Contextual-Bandits using Vowpal Wabbit

In the contextual bandit problem, a learner repeatedly observes a context, chooses an action, and observes a loss/cost/reward for the chosen action only. Contextual bandit algorithms use additional side information (or context) to aid real world decision-making. They work well for choosing actions in dynamic environments where options change rapidly, and the set of available actions is limited.

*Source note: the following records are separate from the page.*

//! Error types for gradpilot-reference.

use thiserror::Error;

#[derive(Debug, Error)]
pub enum ReferenceError {
    #[error("JSON error: {0}")]
    Json(#[from] serde_json::Error),

    #[error("IO error: {0}")]
    Io(#[from] std::io::Error),

    #[error("unknown trajectory: {0}")]
    UnknownTrajectory(String),

    #[error("invalid trajectory '{id}': {reason}")]
    InvalidTrajectory { id: String, reason: String },

    #[error("corpus is for '{found}', expected '{expected}'")]
    VehicleMismatch { expected: String, found: String },
}

pub type Result<T> = std::result::Result<T, ReferenceError>;
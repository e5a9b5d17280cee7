//! Dynamics capability interface for gradpilot.
//!
//! A vehicle is a pure, closed-form state transition `(state, control) -> next`
//! written against [`gradpilot_diff::Scalar`]. The same implementation serves
//! plain simulation and taped differentiation.

pub mod bounds;
pub mod dynamics;
pub mod error;
pub mod jacobians;

pub use bounds::Bounds;
pub use dynamics::Dynamics;
pub use error::{ModelError, Result};
pub use jacobians::{StepJacobians, finite_diff_jacobians, tape_jacobians};
//! Affine controller and the dense layer shared with the MLP.

use std::ops::Range;

use gradpilot_diff::Scalar;
use rand::Rng;

use crate::controller::Controller;
use crate::error::{ControlError, Result};
use crate::params::{ParamStore, Tensor};

/// A dense layer addressed inside a flat parameter vector.
///
/// The weight is `output × input`, row-major.
#[derive(Debug, Clone)]
pub(crate) struct Dense {
    pub input: usize,
    pub output: usize,
    pub weight: Range<usize>,
    pub bias: Range<usize>,
}

impl Dense {
    pub fn shapes(input: usize, output: usize) -> [Vec<usize>; 2] {
        [vec![output, input], vec![output]]
    }

    /// Locate the layer's tensors in `template`.
    pub fn locate(template: &ParamStore, weight: &str, bias: &str) -> Result<Self> {
        let w = template
            .get(weight)
            .ok_or_else(|| ControlError::UnknownTensor(weight.to_string()))?;
        let (output, input) = (w.shape[0], w.shape[1]);
        let find = |name: &str| {
            template
                .range(name)
                .ok_or_else(|| ControlError::UnknownTensor(name.to_string()))
        };
        Ok(Self {
            input,
            output,
            weight: find(weight)?,
            bias: find(bias)?,
        })
    }

    pub fn apply<S: Scalar>(&self, params: &[S], x: &[S]) -> Vec<S> {
        debug_assert_eq!(x.len(), self.input);
        let w = &params[self.weight.clone()];
        let b = &params[self.bias.clone()];
        w.chunks_exact(self.input)
            .zip(b)
            .map(|(row, &bias)| S::affine(row, x, bias))
            .collect()
    }

    /// Uniform Xavier initialization of the weight scaled by `gain`; zero bias.
    pub fn initialize<R: Rng + ?Sized>(&self, rng: &mut R, flat: &mut [f64], gain: f64) {
        let limit = gain * (6.0 / (self.input + self.output) as f64).sqrt();
        for w in &mut flat[self.weight.clone()] {
            *w = rng.gen_range(-limit..limit);
        }
        flat[self.bias.clone()].fill(0.0);
    }
}

/// Build a zero-filled store from `(name, shape)` pairs.
pub(crate) fn template_of<'a, I>(entries: I) -> Result<ParamStore>
where
    I: IntoIterator<Item = (&'a str, Vec<usize>)>,
{
    let mut store = ParamStore::new();
    for (name, shape) in entries {
        store.insert(name, Tensor::zeros(&shape))?;
    }
    Ok(store)
}

/// `u = W·x + b`.
#[derive(Debug, Clone)]
pub struct LinearController {
    layer: Dense,
    template: ParamStore,
}

impl LinearController {
    pub const WEIGHT: &'static str = "linear.weight";
    pub const BIAS: &'static str = "linear.bias";

    pub fn new(input_dim: usize, output_dim: usize) -> Result<Self> {
        if input_dim == 0 || output_dim == 0 {
            return Err(ControlError::InvalidConfig(
                "linear controller needs non-zero input and output".into(),
            ));
        }
        let [w, b] = Dense::shapes(input_dim, output_dim);
        let template = template_of([(Self::WEIGHT, w), (Self::BIAS, b)])?;
        Ok(Self {
            layer: Dense::locate(&template, Self::WEIGHT, Self::BIAS)?,
            template,
        })
    }
}

impl Controller for LinearController {
    fn input_dim(&self) -> usize {
        self.layer.input
    }

    fn output_dim(&self) -> usize {
        self.layer.output
    }

    fn template(&self) -> &ParamStore {
        &self.template
    }

    fn initialize<R: Rng + ?Sized>(&self, rng: &mut R) -> Result<ParamStore> {
        let mut flat = self.template.to_flat();
        self.layer.initialize(rng, &mut flat, 0.1);
        let mut store = self.template.clone();
        store.set_flat(&flat)?;
        Ok(store)
    }

    fn output_bias(&self) -> Range<usize> {
        self.layer.bias.clone()
    }

    fn forward<S: Scalar>(&self, params: &[S], input: &[S]) -> Vec<S> {
        self.layer.apply(params, input)
    }
}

An in-depth tutorial can be found here

Azure Personalizer emits logs in DSJSON-format. This example demonstrates how to perform off-policy evaluation.

Step1: Read the dataset

import pyspark.sql.types as T
from pyspark.sql import functions as F

schema = T.StructType(
[
T.StructField("input", T.StringType(), False),
]
)

df = (
spark.read.format("text")
.schema(schema)
.load("wasbs://publicwasb@mmlspark.blob.core.windows.net/decisionservice.json")
)
# print dataset basic info
print("records read: " + str(df.count()))
print("Schema: ")
df.printSchema()
display(df)

Step 2: Use VowpalWabbitFeaturizer to convert data features into vector

from synapse.ml.vw import VowpalWabbitDSJsonTransformer

df_train = (
VowpalWabbitDSJsonTransformer()
.setDsJsonColumn("input")
.transform(df)
.withColumn("splitId", F.lit(0))
.repartition(2)
)

# Show structured nature of rewards
df_train.printSchema()

# exclude JSON to avoid overflow
display(df_train.drop("input"))

Step 3: Train model

VowpalWabbitGeneric performs these steps:

  • trains a model for each split (=group)
  • synchronizes accross partitions after every split
  • store the 1-step ahead predictions in the model
from synapse.ml.vw import VowpalWabbitGeneric

model = (
VowpalWabbitGeneric()
.setPassThroughArgs(
"--cb_adf --cb_type mtr --clip_p 0.1 -q GT -q MS -q GR -q OT -q MT -q OS --dsjson --preserve_performance_counters"
)
.setInputCol("input")
.setSplitCol("splitId")
.setPredictionIdCol("EventId")
.fit(df_train)
)

Step 4: Predict and evaluate

df_predictions = model.getOneStepAheadPredictions()  # .show(5, False)
df_headers = df_train.drop("input")

df_headers_predictions = df_headers.join(df_predictions, "EventId")
display(df_headers_predictions)
from synapse.ml.vw import VowpalWabbitCSETransformer

metrics = VowpalWabbitCSETransformer().transform(df_headers_predictions)

display(metrics)

For each field of the reward column the metrics are calculated

per_reward_metrics = metrics.select("reward.*")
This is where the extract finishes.